Undocumented and Black

TIJUANA, MEXICO - MAY 01:  Deported family members of 'Dreamers' and their supporters pray at the U.S.-Mexico border fence on
TIJUANA, MEXICO - MAY 01: Deported family members of 'Dreamers' and their supporters pray at the U.S.-Mexico border fence on May 1, 2016 in Tijuana, Mexico. 'Dreamers' are U.S.-born American citizen children of undocumented immigrants, many of whom were deported back to their home countries. Mexicans on the Tijuana side can approach the border fence at any time. The U.S. Border Patrol, however, tightly controls the San Diego, CA side and allows visitors to speak to loved ones through the fence during specific weekend hours at 'Friendship Park,' which straddles the border. The park is the only place along the 1,954-mile border where such interactions are permitted by U.S. authorities. On only three occassions have U.S. officials allowed a gate to be opened at the park for pre-screened separated family members to embrace. (Photo by John Moore/Getty Images)


I was undocumented. A black undocumented migrant.

Being undocumented instilled a constant and nagging fear that my entire life could be turned upside down at any moment. I worried that I would be ripped away from a country -- no, the only country -- I loved and knew. I worried that I would be separated from my American family members and sent to a country that was foreign to me.

I came to the U.S. with my parents from Nigeria when I was only a few months old. Both of my parents had been admitted to study at American universities and were part of the exodus of African migrants who were being educated in Western universities. The rest of my migration story is a bit blurry because I always assumed that I was an American citizen. I grew up here. I related more to African American culture than Nigerian culture in many ways. All my friends were American. My brothers were American. I had an American accent. How could I not be American?

Yet, after experiencing difficulties obtaining government-issued identification during my first year in high school and the ensuing confusion that followed, I learned of my undocumented status. At first I was angry. How could my parents let this happen? This was irresponsible I thought. How could I not be able to get identification when I would be entering college in a few years? This constant fear did something to my psyche.

However, I was very fortunate and able to change my status some years after confirming that I was undocumented. My parents eventually secured an attorney, and soon after, I was granted permanent residence status. Because I was granted lawful status, I was able to attend college. I graduated from law school with honors. I clerked on some of the same federal courts as many of the current Supreme Court clerks who will be involved in providing research for the United States v. Texas decision, and now I work as a social justice attorney. I consider the United States to be my "home" country. With all its flaws, faults, and shortcomings, I believe that this is a great country. My country. I have devoted my professional life to social justice, and the only reason I bother is because I believe in this country.

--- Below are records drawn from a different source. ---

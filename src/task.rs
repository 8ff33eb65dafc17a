//! Task Descriptor: the immutable record of a task's kernel and its access
//! list, plus the strictly increasing identifier that defines submission
//! order.

use crate::error::{Result, RioError};
use crate::handle::Handle;
use rustc_hash::FxHashSet;
use std::fmt;

/// The user-provided computation of a task.
///
/// Invoked with no runtime-visible arguments other than whatever the
/// caller's closure captured; the kernel must not touch a handle outside
/// its declared access list. The runtime does not inspect the kernel's
/// return value, and assumes it is total: a kernel that panics terminates
/// the worker thread (see [`Runtime::submit`](crate::Runtime::submit)).
pub type Kernel = Box<dyn FnOnce() + Send + 'static>;

/// How a task uses one of its declared handles.
///
/// There is no `None` variant: a handle simply absent from a task's access
/// list *is* the "does not touch" case, so a third variant would only add
/// an unreachable arm to every match on this type.
#[derive(Debug, Clone, Copy, PartialEq, Eq)]
pub enum AccessMode {
    /// The task reads the handle's data.
    Read,
    /// The task reads and/or writes the handle's data.
    Write,
}

/// A strictly increasing identifier assigned to a task at submission.
///
/// Defines the global sequential order the runtime's readiness predicate
/// and the [`TaskMapping`](crate::mapping::TaskMapping) are phrased over.
#[derive(Debug, Clone, Copy, PartialEq, Eq, PartialOrd, Ord, Hash)]
pub struct TaskId(pub(crate) u64);

impl TaskId {
    /// The raw sequence number, for implementing a custom
    /// [`TaskMapping`](crate::mapping::TaskMapping).
    pub fn value(self) -> u64 {
        self.0
    }

    #[cfg(test)]
    pub(crate) fn new_for_test(value: u64) -> Self {
        Self(value)
    }
}

impl fmt::Display for TaskId {
    fn fmt(&self, f: &mut fmt::Formatter<'_>) -> fmt::Result {
        write!(f, "{}", self.0)
    }
}

/// An access list entry: which handle, and in which mode.
pub type Access = (Handle, AccessMode);

pub(crate) struct Task {
    pub id: TaskId,
    pub kernel: Kernel,
    pub access: Vec<Access>,
}

impl fmt::Debug for Task {
    fn fmt(&self, f: &mut fmt::Formatter<'_>) -> fmt::Result {
        f.debug_struct("Task")
            .field("id", &self.id)
            .field("access", &self.access)
            .finish_non_exhaustive()
    }
}

/// Rejects an access list that names the same handle twice, per §4.4: "A
/// task that accesses the same handle twice ... must be rejected at
/// submission as `InvalidAccess`."
pub(crate) fn validate_access(access: &[Access]) -> Result<()> {
    let mut seen = FxHashSet::default();
    for (handle, _) in access {
        if !seen.insert(*handle) {
            return Err(RioError::InvalidAccess);
        }
    }
    Ok(())
}
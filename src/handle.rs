//! Data Handle Registry: stable identities for shared data objects plus the
//! per-handle outstanding-access bookkeeping the dependency resolver reads.

use crate::error::{Result, RioError};
use crate::task::{AccessMode, TaskId};
use log::trace;
use std::collections::{BTreeSet, VecDeque};

/// Opaque identity for a data object registered with a [`Runtime`](crate::Runtime).
///
/// The runtime never sees the payload behind a handle; kernels reach the
/// actual memory through closure capture. A handle carries a generation
/// counter so a freed and reused slot can never alias a handle a caller
/// still holds a stale copy of.
#[derive(Debug, Clone, Copy, PartialEq, Eq, Hash)]
pub struct Handle {
    index: u32,
    generation: u32,
}

#[derive(Debug)]
struct HandleSlot {
    generation: u32,
    occupied: bool,
    accessors: BTreeSet<TaskId>,
    writers: BTreeSet<TaskId>,
}

impl HandleSlot {
    fn new(generation: u32) -> Self {
        Self {
            generation,
            occupied: true,
            accessors: BTreeSet::new(),
            writers: BTreeSet::new(),
        }
    }
}

/// Assigns handles and tracks, per handle, the outstanding `(task_id, mode)`
/// accesses submitted but not yet terminated.
///
/// `minA`/`minW` in the dependency resolver are the minimums of `accessors`
/// and `writers` respectively; a `BTreeSet` keeps insertion, removal, and
/// minimum lookup all `O(log n)` in the number of outstanding accesses on
/// that handle, which in practice stays small.
#[derive(Debug, Default)]
pub(crate) struct HandleRegistry {
    slots: Vec<HandleSlot>,
    free: VecDeque<u32>,
}

impl HandleRegistry {
    pub fn register(&mut self) -> Handle {
        if let Some(index) = self.free.pop_front() {
            let slot = &mut self.slots[index as usize];
            slot.occupied = true;
            trace!("reusing handle slot {index} at generation {}", slot.generation);
            Handle {
                index,
                generation: slot.generation,
            }
        } else {
            let index = self.slots.len() as u32;
            self.slots.push(HandleSlot::new(0));
            trace!("registered new handle slot {index}");
            Handle {
                index,
                generation: 0,
            }
        }
    }

    pub fn unregister(&mut self, handle: Handle) -> Result<()> {
        if self.slot(handle).is_none() {
            return Err(RioError::UnknownHandle);
        }
        if !self.slot(handle).unwrap().accessors.is_empty() {
            return Err(RioError::HandleBusy);
        }

        let slot = &mut self.slots[handle.index as usize];
        slot.occupied = false;
        // Discard the slot for good once the generation counter saturates,
        // rather than wrapping it back to zero and risking an alias.
        if slot.generation != u32::MAX {
            slot.generation += 1;
            self.free.push_back(handle.index);
        }
        trace!("unregistered handle slot {}", handle.index);
        Ok(())
    }

    pub fn contains(&self, handle: Handle) -> bool {
        self.slot(handle).is_some()
    }

    pub fn record_access(&mut self, handle: Handle, task: TaskId, mode: AccessMode) {
        let slot = self
            .slot_mut(handle)
            .expect("handle was validated before submission");
        slot.accessors.insert(task);
        if mode == AccessMode::Write {
            slot.writers.insert(task);
        }
    }

    pub fn clear_access(&mut self, handle: Handle, task: TaskId) {
        if let Some(slot) = self.slot_mut(handle) {
            slot.accessors.remove(&task);
            slot.writers.remove(&task);
        }
    }

    /// `minA(H)`: the smallest outstanding task identifier accessing `H`.
    pub fn min_accessor(&self, handle: Handle) -> Option<TaskId> {
        self.slot(handle).and_then(|s| s.accessors.first().copied())
    }

    /// `minW(H)`: the smallest outstanding task identifier writing `H`.
    pub fn min_writer(&self, handle: Handle) -> Option<TaskId> {
        self.slot(handle).and_then(|s| s.writers.first().copied())
    }

    fn slot(&self, handle: Handle) -> Option<&HandleSlot> {
        self.slots
            .get(handle.index as usize)
            .filter(|s| s.occupied && s.generation == handle.generation)
    }

    fn slot_mut(&mut self, handle: Handle) -> Option<&mut HandleSlot> {
        self.slots
            .get_mut(handle.index as usize)
            .filter(|s| s.occupied && s.generation == handle.generation)
    }
}

#[cfg(test)]
mod tests {
    use super::*;

    #[test]
    fn register_unregister_roundtrip_is_a_noop() {
        let mut registry = HandleRegistry::default();
        let h = registry.register();
        assert!(registry.contains(h));
        registry.unregister(h).unwrap();
        assert!(!registry.contains(h));
    }

    #[test]
    fn unregister_unknown_handle_fails() {
        let mut registry = HandleRegistry::default();
        let h = registry.register();
        registry.unregister(h).unwrap();
        assert_eq!(registry.unregister(h), Err(RioError::UnknownHandle));
    }

    #[test]
    fn unregister_busy_handle_fails() {
        let mut registry = HandleRegistry::default();
        let h = registry.register();
        registry.record_access(h, TaskId::new_for_test(0), AccessMode::Read);
        assert_eq!(registry.unregister(h), Err(RioError::HandleBusy));
        registry.clear_access(h, TaskId::new_for_test(0));
        assert!(registry.unregister(h).is_ok());
    }

    #[test]
    fn reused_slot_gets_new_generation() {
        let mut registry = HandleRegistry::default();
        let h1 = registry.register();
        registry.unregister(h1).unwrap();
        let h2 = registry.register();
        assert_ne!(h1, h2);
        assert!(!registry.contains(h1));
        assert!(registry.contains(h2));
    }

    #[test]
    fn min_aggregates_track_outstanding_accesses() {
        let mut registry = HandleRegistry::default();
        let h = registry.register();
        let t0 = TaskId::new_for_test(0);
        let t1 = TaskId::new_for_test(1);
        let t2 = TaskId::new_for_test(2);

        registry.record_access(h, t1, AccessMode::Read);
        registry.record_access(h, t2, AccessMode::Write);
        assert_eq!(registry.min_accessor(h), Some(t1));
        assert_eq!(registry.min_writer(h), Some(t2));

        registry.record_access(h, t0, AccessMode::Write);
        assert_eq!(registry.min_accessor(h), Some(t0));
        assert_eq!(registry.min_writer(h), Some(t0));

        registry.clear_access(h, t0);
        assert_eq!(registry.min_accessor(h), Some(t1));
        assert_eq!(registry.min_writer(h), Some(t2));
    }
}
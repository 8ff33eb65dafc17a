//! Mapping Function: the deterministic, fixed-for-the-runtime's-lifetime
//! assignment from task identifier to worker.

use crate::task::TaskId;
use std::fmt::Debug;

/// A deterministic, total function from task identifier to worker index.
///
/// Determinism of the mapping is what lets a worker decide readiness from
/// purely local state — its own queue and the handles the tasks in it
/// touch — instead of consulting a central scheduler. The mapping must
/// stay fixed for the lifetime of the [`Runtime`](crate::Runtime) it was
/// built with.
pub trait TaskMapping: Debug + Send + Sync {
    /// Returns the worker index `task` is assigned to.
    ///
    /// Must return a value in `0..num_workers` and must be a pure function
    /// of its arguments: the same `(task, num_workers)` pair always maps
    /// to the same worker for the lifetime of a runtime.
    fn worker_for(&self, task: TaskId, num_workers: usize) -> usize;
}

/// The canonical mapping: `task_id mod num_workers`.
#[derive(Debug, Default, Clone, Copy)]
pub struct ModuloMapping;

impl TaskMapping for ModuloMapping {
    fn worker_for(&self, task: TaskId, num_workers: usize) -> usize {
        (task.value() % num_workers as u64) as usize
    }
}
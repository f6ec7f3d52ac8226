// Copyright © 2024 The vmcli Authors
//
// SPDX-License-Identifier: Apache-2.0
//

use thiserror::Error;

use crate::vm::VmBuilder;

#[derive(Error, Debug)]
///
///
pub enum HypervisorError {
    ///
    /// No engine exists for the host operating system
    ///
    #[error("Virtualization is not supported on {0}")]
    Unsupported(&'static str),
    ///
    /// The engine exists but refuses to run guests on this host
    ///
    #[error("Virtualization is not available on this host: {0}")]
    Unavailable(#[source] anyhow::Error),
}

///
/// Result type for returning from a function
///
pub type Result<T> = std::result::Result<T, HypervisorError>;

/// Bounds the engine places on guest resources. Memory is in bytes.
#[derive(Clone, Copy, Debug, PartialEq, Eq)]
pub struct ResourceLimits {
    pub min_cpus: u64,
    pub max_cpus: u64,
    pub min_memory: u64,
    pub max_memory: u64,
}

impl ResourceLimits {
    pub fn cpus_in_range(&self, cpus: u64) -> bool {
        (self.min_cpus..=self.max_cpus).contains(&cpus)
    }

    pub fn memory_in_range(&self, bytes: u64) -> bool {
        (self.min_memory..=self.max_memory).contains(&bytes)
    }

    pub fn min_memory_mib(&self) -> u64 {
        self.min_memory / 1024 / 1024
    }

    pub fn max_memory_mib(&self) -> u64 {
        self.max_memory / 1024 / 1024
    }
}

///
/// Trait to represent a Hypervisor
///
/// This crate provides a hypervisor-agnostic interfaces
///
pub trait Hypervisor: Send + Sync {
    ///
    /// Return the CPU and memory bounds accepted by the engine
    ///
    fn resource_limits(&self) -> ResourceLimits;
    ///
    /// Create an empty guest description using the underlying engine
    ///
    fn create_vm_builder(&self) -> Result<Box<dyn VmBuilder>>;
}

However, my story easily could have been different. Had I been racially profiled, like many of my high school friends from my hometown of Yonkers, NY, and made the mistake of shoplifting, like many teenagers, my story would be different. I might have been deported. Barred from becoming a citizen. Thankfully, I was lucky. And, this did not happen.

Most Americans believe that everyone deserve a second chance, and that mistakes like shoplifting shouldn't ruin your life. But our criminal justice system does ruin the lives of many immigrants who come into contact with it. Even under the provisions of Obama's executive actions, which are currently being challenged in the United v. Texas case, I could have been deported from this country.

This hypothetical highlights the gaps in Obama's executive actions, especially when you consider the full scope of the injustices that persist in our current immigration system. Immigrants should be treated fairly, yet there are draconian laws that make it difficult for immigrants to contribute to society. While Obama's executive actions will provide relief to millions of immigrants, we must continue to demand comprehensive immigration reform. Furthermore, immigration reform must be sensitive to the unique challenges of migrants of color, especially black migrants who face increased policing and profiling. Until then, we have Obama's executive actions. In the coming weeks, the U.S. Supreme Court will issue its decision in United States v. Texas, and there is no question that the initiatives should be upheld, allowing immigrants to come out and continue making contributions to this country without the persistent fear of deportation.

Although I am no longer undocumented, I'm sharing my story to stand in solidarity with immigrants who remain in the precarity of having undocumented status. Many of their fates will be altered by the Supreme Court's upcoming decision in United States v. Texas, and we must continue to remind our lawmakers that we want comprehensive immigration reform and to remind the Supreme Court that it should respect the Obama administration's modest relief in these executive actions.